* Task directions *
Once more, print the records exactly as given.

* Data items *
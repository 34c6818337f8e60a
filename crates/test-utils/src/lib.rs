pub mod builders;
pub mod fake_inventory;

use std::io;
use std::sync::{Arc, Mutex, Once};
use tracing_subscriber::{fmt, EnvFilter};

static INIT: Once = Once::new();

/// Initialise tracing for tests.
///
/// - Uses `with_test_writer()`, so logs are captured per-test.
/// - The Rust test harness only prints captured output for **failing** tests
///   (unless you run with `-- --nocapture`).
///
/// Enable levels with e.g.:
/// `RUST_LOG=debug cargo test`
pub fn init_tracing() {
    INIT.call_once(|| {
        let filter =
            EnvFilter::try_from_default_env().unwrap_or_else(|_| EnvFilter::new("info"));

        fmt()
            .with_env_filter(filter)
            .with_test_writer() // print only for failing tests unless --nocapture
            .with_target(true)
            .init();
    });
}

#[derive(Clone, Default)]
struct CapturedWriter(Arc<Mutex<Vec<u8>>>);

impl io::Write for CapturedWriter {
    fn write(&mut self, buf: &[u8]) -> io::Result<usize> {
        self.0.lock().unwrap().extend_from_slice(buf);
        Ok(buf.len())
    }

    fn flush(&mut self) -> io::Result<()> {
        Ok(())
    }
}

/// Run `f` with a thread-local subscriber and return everything it logged,
/// without ANSI colours.
pub fn capture_logs<R>(f: impl FnOnce() -> R) -> (R, String) {
    let writer = CapturedWriter::default();
    let sink = writer.clone();
    let subscriber = fmt()
        .with_writer(move || sink.clone())
        .with_ansi(false)
        .with_max_level(tracing::Level::TRACE)
        .finish();

    let result = tracing::subscriber::with_default(subscriber, f);
    let bytes = writer.0.lock().unwrap().clone();
    (result, String::from_utf8_lossy(&bytes).into_owned())
}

* Answer space *
repository 34c6818337f8e60a
filename crates/test-utils/src/lib.rs
pub mod builders;
pub mod fake_inventory;

use std::io;
use std::sync::{Arc, Mutex, Once};
use tracing_subscriber::{fmt, EnvFilter};

static INIT: Once = Once::new();

/// Initialise tracing for tests.
///
/// - Uses `with_test_writer()`, so logs are captured per-test.
/// - The Rust test harness only prints captured output for **failing** tests
///   (unless you run with `-- --nocapture`).
///
/// Enable levels with e.g.:
/// `RUST_LOG=debug cargo test`
pub fn init_tracing() {
    INIT.call_once(|| {
        let filter =
            EnvFilter::try_from_default_env().unwrap_or_else(|_| EnvFilter::new("info"));

        fmt()
            .with_env_filter(filter)
            .with_test_writer() // print only for failing tests unless --nocapture
            .with_target(true)
            .init();
    });
}

#[derive(Clone, Default)]
struct CapturedWriter(Arc<Mutex<Vec<u8>>>);

impl io::Write for CapturedWriter {
    fn write(&mut self, buf: &[u8]) -> io::Result<usize> {
        self.0.lock().unwrap().extend_from_slice(buf);
        Ok(buf.len())
    }

    fn flush(&mut self) -> io::Result<()> {
        Ok(())
    }
}

/// Run `f` with a thread-local subscriber and return everything it logged,
/// without ANSI colours.
pub fn capture_logs<R>(f: impl FnOnce() -> R) -> (R, String) {
    let writer = CapturedWriter::default();
    let sink = writer.clone();
    let subscriber = fmt()
        .with_writer(move || sink.clone())
        .with_ansi(false)
        .with_max_level(tracing::Level::TRACE)
        .finish();

    let result = tracing::subscriber::with_default(subscriber, f);
    let bytes = writer.0.lock().unwrap().clone();
    (result, String::from_utf8_lossy(&bytes).into_owned())
}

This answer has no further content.